Much of Trumbull's argument seems to gainsay the fact that the stipulation itself constitutes a separate contract—one entered into after a loss occurred triggering the insurance coverage claim at issue. As explained in this opinion, the stipulation is ambiguous as to the parties’ intent regarding how much in UIM benefits Trumbull agreed to pay and how that amount was to be determined, including which portions of the policy were intended to govern that determination. Ignoring this key reality, many of Trumbull's arguments assume that this case involves only a standard interpretation and application of UIM coverage provisions in an insurance policy. This is classic question begging.

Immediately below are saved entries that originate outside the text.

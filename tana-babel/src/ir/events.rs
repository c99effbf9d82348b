//! Block events produced by the Markdown classifier.

/// A single classified source line, or a fenced block of lines.
///
/// Content is already inline-formatted. Positions are raw source values
/// (heading level, list column); turning them into output depth is the job
/// of the nesting stacks.
#[derive(Debug, Clone, PartialEq, Eq)]
pub enum Event {
    /// `#`-style heading with its level (count of `#`)
    Heading { level: usize, content: String },
    /// Bulleted or numbered list item starting at `column`
    ListItem { column: usize, content: String },
    /// Any other non-blank line
    Paragraph(String),
    /// Body of a fenced code block, lines trimmed and joined with `\n`
    CodeBlock(String),
}
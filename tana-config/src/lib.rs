//! Shared configuration loader for the tana-paste toolchain.
//!
//! `defaults/tana.default.toml` is embedded into every binary so that docs and
//! runtime behavior stay in sync. Applications layer user-specific files on top
//! of those defaults via [`Loader`] before deserializing into [`TanaConfig`].

use config::builder::DefaultState;
use config::{Config, ConfigBuilder, ConfigError, File, FileFormat, ValueKind};
use serde::Deserialize;
use std::path::Path;
use tana_babel::FormattingRules;

const DEFAULT_TOML: &str = include_str!("../defaults/tana.default.toml");

/// Top-level configuration consumed by tana-paste applications.
#[derive(Debug, Clone, Deserialize)]
pub struct TanaConfig {
    pub convert: ConvertConfig,
}

/// Conversion knobs.
#[derive(Debug, Clone, Deserialize)]
pub struct ConvertConfig {
    pub markdown: MarkdownConfig,
    pub output: OutputConfig,
}

/// Mirrors the knobs exposed by the Markdown reader.
#[derive(Debug, Clone, Deserialize)]
pub struct MarkdownConfig {
    pub convert_highlights: bool,
    pub fenced_code_blocks: bool,
}

impl From<&MarkdownConfig> for FormattingRules {
    fn from(config: &MarkdownConfig) -> Self {
        FormattingRules {
            convert_highlights: config.convert_highlights,
            fenced_code_blocks: config.fenced_code_blocks,
        }
    }
}

#[derive(Debug, Clone, Deserialize)]
pub struct OutputConfig {
    pub chunk_size: usize,
}

/// Helper for layering user overrides over the built-in defaults.
#[derive(Debug, Clone)]
pub struct Loader {
    builder: ConfigBuilder<DefaultState>,
}

impl Loader {
    /// Start a loader seeded with the embedded defaults.
    pub fn new() -> Self {
        let builder = Config::builder().add_source(File::from_str(DEFAULT_TOML, FileFormat::Toml));
        Self { builder }
    }

    /// Layer a configuration file. Missing files trigger an error.
    pub fn with_file(mut self, path: impl AsRef<Path>) -> Self {
        let source = File::from(path.as_ref())
            .format(FileFormat::Toml)
            .required(true);
        self.builder = self.builder.add_source(source);
        self
    }

    /// Layer an optional configuration file (ignored if the file is absent).
    pub fn with_optional_file(mut self, path: impl AsRef<Path>) -> Self {
        let source = File::from(path.as_ref())
            .format(FileFormat::Toml)
            .required(false);
        self.builder = self.builder.add_source(source);
        self
    }

    /// Apply a single key/value override (useful for CLI settings).
    pub fn set_override<I>(mut self, key: &str, value: I) -> Result<Self, ConfigError>
    where
        I: Into<ValueKind>,
    {
        self.builder = self.builder.set_override(key, value)?;
        Ok(self)
    }

    /// Finalize the builder and deserialize the resulting configuration.
    pub fn build(self) -> Result<TanaConfig, ConfigError> {
        self.builder.build()?.try_deserialize()
    }
}

impl Default for Loader {
    fn default() -> Self {
        Self::new()
    }
}

/// Convenience helper for callers that only need the defaults.
pub fn load_defaults() -> Result<TanaConfig, ConfigError> {
    Loader::new().build()
}
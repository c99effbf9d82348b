//! Format trait definition
//!
//! This module defines the core Format trait that all format implementations must implement.
//! The trait provides a uniform interface for reading source text into an [`Outline`] and
//! writing an [`Outline`] back out.

use crate::error::FormatError;
use crate::ir::nodes::Outline;
use std::collections::HashMap;

/// Trait for outline formats
///
/// Formats can support parsing, serialization, or both.
///
/// # Examples
///
/// ```ignore
/// struct Upper;
///
/// impl Format for Upper {
///     fn name(&self) -> &str {
///         "upper"
///     }
///
///     fn supports_serialization(&self) -> bool {
///         true
///     }
///
///     fn serialize(&self, outline: &Outline) -> Result<String, FormatError> {
///         Ok(outline
///             .iter()
///             .map(|line| line.content.to_uppercase())
///             .collect::<Vec<_>>()
///             .join("\n"))
///     }
/// }
/// ```
pub trait Format: Send + Sync {
    /// The name of this format (e.g., "markdown", "tana", "json")
    fn name(&self) -> &str;

    /// Optional description of this format
    fn description(&self) -> &str {
        ""
    }

    /// File extensions associated with this format, without the leading dot.
    /// Used for automatic format detection from filenames.
    fn file_extensions(&self) -> &[&str] {
        &[]
    }

    /// Whether this format supports parsing (source → Outline)
    fn supports_parsing(&self) -> bool {
        false
    }

    /// Whether this format supports serialization (Outline → source)
    fn supports_serialization(&self) -> bool {
        false
    }

    /// Parse source text into an Outline
    fn parse(&self, _source: &str) -> Result<Outline, FormatError> {
        Err(FormatError::NotSupported(format!(
            "Format '{}' does not support parsing",
            self.name()
        )))
    }

    /// Serialize an Outline into text
    fn serialize(&self, _outline: &Outline) -> Result<String, FormatError> {
        Err(FormatError::NotSupported(format!(
            "Format '{}' does not support serialization",
            self.name()
        )))
    }

    /// Serialize an Outline, optionally using extra parameters.
    ///
    /// Formats without options can rely on the default implementation, which
    /// delegates to [`Format::serialize`] and rejects any parameter.
    fn serialize_with_options(
        &self,
        outline: &Outline,
        options: &HashMap<String, String>,
    ) -> Result<String, FormatError> {
        if options.is_empty() {
            self.serialize(outline)
        } else {
            Err(FormatError::NotSupported(format!(
                "Format '{}' does not support extra parameters",
                self.name()
            )))
        }
    }
}

/// Read a boolean format option (`true`/`false`, `1`/`0`, `yes`/`no`).
pub fn parse_bool_option(key: &str, value: &str) -> Result<bool, FormatError> {
    match value.to_lowercase().as_str() {
        "true" | "1" | "yes" | "y" => Ok(true),
        "false" | "0" | "no" | "n" => Ok(false),
        _ => Err(FormatError::InvalidOption {
            key: key.to_string(),
            value: value.to_string(),
        }),
    }
}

¶8 To determine the meaning of the parties’ stipulation, we apply standard principles of contract interpretation. Stone v. Acuity , 2008 WI 30, ¶67, 308 Wis. 2d 558, 747 N.W.2d 149. The interpretation of a stipulation must, above all, give effect to the parties’ intentions. Id. "In determining the parties’ intentions, the terms of a contract or stipulation ‘should be given their plain or ordinary meaning.’ " Id. (quoting Huml v. Vlazny , 2006 WI 87, ¶52, 293 Wis. 2d 169, 716 N.W.2d 807 ). If the agreement is unambiguous, our inquiry ends with the four corners of the contract, without considering extrinsic evidence. Id.

¶9 A contract is ambiguous when its terms are reasonably susceptible to more than one interpretation. Chapman v. B.C. Ziegler & Co. , 2013 WI App 127, ¶2, 351 Wis. 2d 123, 839 N.W.2d 425. We analyze contract clauses in context, as they are reasonably understood, and we focus on the language the parties used and not their subjective intent. Id. Finally, we must interpret contracts to avoid absurd results. Id. The interpretation of a stipulation, including determining if ambiguity exists, presents a question of law that we review de novo. Horizon Bank, Nat'l Ass'n v. Marshalls Point Retreat LLC , 2018 WI 19, ¶30, 380 Wis. 2d 60, 908 N.W.2d 797 ; Kernz v. J.L. French Corp. , 2003 WI App 140, ¶8, 266 Wis. 2d 124, 667 N.W.2d 751.

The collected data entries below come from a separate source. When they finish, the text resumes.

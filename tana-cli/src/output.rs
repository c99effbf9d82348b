//! Writing converted chunks to stdout or files.

use std::fs;
use std::io::{self, Write};
use std::path::{Path, PathBuf};

/// Print chunks to stdout, separated by a blank line.
pub fn print_chunks(chunks: &[String]) -> io::Result<()> {
    let stdout = io::stdout();
    let mut out = stdout.lock();
    for (i, chunk) in chunks.iter().enumerate() {
        if i > 0 {
            writeln!(out)?;
        }
        writeln!(out, "{chunk}")?;
    }
    out.flush()
}

/// Write chunks to `path`. A single chunk goes to `path` itself, several chunks go to
/// numbered siblings (`out.tana` becomes `out_1.tana`, `out_2.tana`, ...).
pub fn write_chunks(path: &str, chunks: &[String]) -> io::Result<()> {
    if let [chunk] = chunks {
        return fs::write(path, chunk);
    }

    for (i, chunk) in chunks.iter().enumerate() {
        let target = chunk_path(Path::new(path), i + 1);
        fs::write(&target, chunk)?;
        log::info!("wrote chunk {} of {} to {}", i + 1, chunks.len(), target.display());
    }
    Ok(())
}

pub fn chunk_path(path: &Path, index: usize) -> PathBuf {
    let stem = path
        .file_stem()
        .map(|s| s.to_string_lossy().into_owned())
        .unwrap_or_default();
    let name = match path.extension() {
        Some(ext) => format!("{stem}_{index}.{}", ext.to_string_lossy()),
        None => format!("{stem}_{index}"),
    };
    path.with_file_name(name)
}
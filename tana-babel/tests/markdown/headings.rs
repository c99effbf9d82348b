//! Heading nesting through the full conversion.

use insta::assert_snapshot;
use tana_babel::markdown_to_outline_paragraphs;

#[test]
fn test_heading_levels_become_nested_bullets() {
    let out = markdown_to_outline_paragraphs("# H1\n## H2\n### H3\n Text under H3");
    assert_eq!(
        out,
        "%%tana%%\n- !! H1\n  - !! H2\n    - !! H3\n      - Text under H3"
    );
}

#[test]
fn test_same_level_heading_resets_depth() {
    let md = "# H1\ncontent\n## H2\nmore\n# H1 again\nafter";
    assert_snapshot!(markdown_to_outline_paragraphs(md), @r"
    %%tana%%
    - !! H1
      - content
      - !! H2
        - more
    - !! H1 again
      - after
    ");
}

#[test]
fn test_heading_level_gap_nests_by_one() {
    let out = markdown_to_outline_paragraphs("# Top\n### Skipped a level\nbody");
    assert_eq!(
        out,
        "%%tana%%\n- !! Top\n  - !! Skipped a level\n    - body"
    );
}

#[test]
fn test_shallower_heading_after_gap() {
    let out = markdown_to_outline_paragraphs("# A\n### C\n## B\ntext");
    assert_eq!(out, "%%tana%%\n- !! A\n  - !! C\n  - !! B\n    - text");
}

#[test]
fn test_text_before_first_heading_is_top_level() {
    let out = markdown_to_outline_paragraphs("preface\n## Section\nbody");
    assert_eq!(out, "%%tana%%\n- preface\n- !! Section\n  - body");
}

#[test]
fn test_heading_content_is_inline_formatted() {
    let out = markdown_to_outline_paragraphs("## The *real* __deal__");
    assert_eq!(out, "%%tana%%\n- !! The __real__ **deal**");
}
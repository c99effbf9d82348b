//! Format-agnostic conversion code shared by all outline formats.

pub mod nesting;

¶10 We conclude the stipulation is ambiguous regarding what the parties meant when using the phrase "up to the limits of its underinsured motorist insurance policy." The phrase can be reasonably interpreted in at least two ways. On one hand, it can be interpreted, as Meisner suggests, to refer solely to the $250,000 per-person UIM policy limit, unmodified by any other provisions of the insurance policy. On the other hand, it can be interpreted, as Trumbull suggests, to refer to the UIM liability limit that would apply taking into account the totality of the insurance agreement, including provisions like the reducing clause that modify the total limit of liability.

¶11 As a corollary, we reject the parties’ competing assertions that the stipulation language unambiguously supports their preferred interpretation. Meisner suggests the phrase "up to the limits of its underinsured motorist insurance policy" necessarily refers to the "maximum benefit" Trumbull will pay to an insured: $250,000. Nothing in the stipulation, however, establishes $250,000 as the policy limit; rather, it is necessary to refer to the policy itself (or other extrinsic evidence, such as Trumbull's discovery responses) to ascertain that amount. Conversely, nothing in the stipulation specifically incorporated other terms and conditions in the insuring agreement that might affect the limits of liability, like the reducing clause. The specific amount the parties regarded as constituting the "limits of [Trumbull's] underinsured motorist insurance policy" is not obvious on the face of the stipulation.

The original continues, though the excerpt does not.